Pretty severe according to a recently released a report entitled "Service interruption resulting from ICT disruption in February 2009" which details the financial costs of a Conficker incident affecting Manchester City Council's network - 1.5 million pounds in clean up costs and lost revenue from the downtime.
Where did all the money go, and can this incident cost be used as an average to draw conclusions from in the long term in respect to assessing Conficker's financial impact on affected networks? Let's find out.
The infection obviously caught them off guard, since no antivirus, IPs, patch management solutions or general security awareness were in place. The results came shortly - hundreds of unprocessed bus lane fines due to service disruption, post-infection network-wide USB device ban, installation of antivirus software and patch management solutions, and a thousand Conficker infected laptops accumulating such a hefty clean up bill.
According to the audit report, 600k pounds went for consulting fees support and expertise and another 600k for the purchase of Wyse terminals to replace the PCs which have been affected. The report always tries to emphasize that the purchase of the Wyse terminals has been budgeted long before the Conficker infection took place, which I doubt based on single sentence within the incident response document attempting to explain how Conficker attacks - "The Conficker virus attacks ICT systems by what is known as a “denial of service attack”.

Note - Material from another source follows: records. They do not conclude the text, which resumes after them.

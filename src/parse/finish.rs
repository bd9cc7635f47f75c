use petgraph::stable_graph::NodeIndex;
use tracing::*;

use super::{Document, Entry, ReaderOptions};
use crate::*;

impl Document {
    /// Expand repeats, replay deferred links in the order they were read,
    /// and renumber everything reachable from the root.
    pub(crate) fn finish(mut self, options: &ReaderOptions) -> Result<Glycan> {
        for record in self.repeats.values_mut() {
            record.expand(&mut self.graph, options.repeat_count)?;
        }

        let deferred = std::mem::take(&mut self.deferred);
        if !deferred.is_empty() {
            debug!("Replaying {} deferred links", deferred.len());
        }
        for op in deferred {
            self.replay(op)?;
        }

        let root = self.root_node()?;
        let glycan = Glycan::from_root(&self.graph, root);
        debug!(
            "Finished glycan with {} nodes and {} links",
            glycan.len(),
            glycan.link_count()
        );
        Ok(glycan)
    }

    fn root_node(&self) -> Result<NodeIndex> {
        // A document of only substituents has no residue to root it.
        let entry = self
            .root
            .or_else(|| self.entries.values().next().copied())
            .ok_or(GlycoctError::UnresolvedReference(0))?;
        match entry {
            Entry::Node(ix) => Ok(ix),
            Entry::Repeat(repeat) => self.repeat(repeat)?.root(&self.graph),
        }
    }
}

- Go through related Conficker posts: Conficker's estimated economic cost? $9.1 billion; New worm exploiting MS08-067 flaw spotted in the wild; 3.5m hosts affected by the Conficker worm globally; Conficker worm’s copycat Neeris spreading over IM; Fake “Conficker Infection Alert” spam campaign circulating
In April, the Cyber Secure Institute estimated that the economic cost of Conficker is as high as $9.1 billion based on the average cost for related malware incidents analyzed in their previous studies. The high cost was once again accumulated by considering the purchase of counter-measure software, a cost which is also pretty evident in Manchester City Council's case, once again indicating a blurred perception of pre-malware infection costs and post-malware infection costs where no security solutions are active in the fist place, naturally increasing the size of the bill.
The 1.5m pounds cost incurred by Manchester's City Council may not be the real Conficker cost, but the cost for the lack of basic security awareness which would have prevented the infection or mitigated its impact. A matter of interpretation or not, the money is gone, and it's money gone in times when Conficker remains in stand-by mode.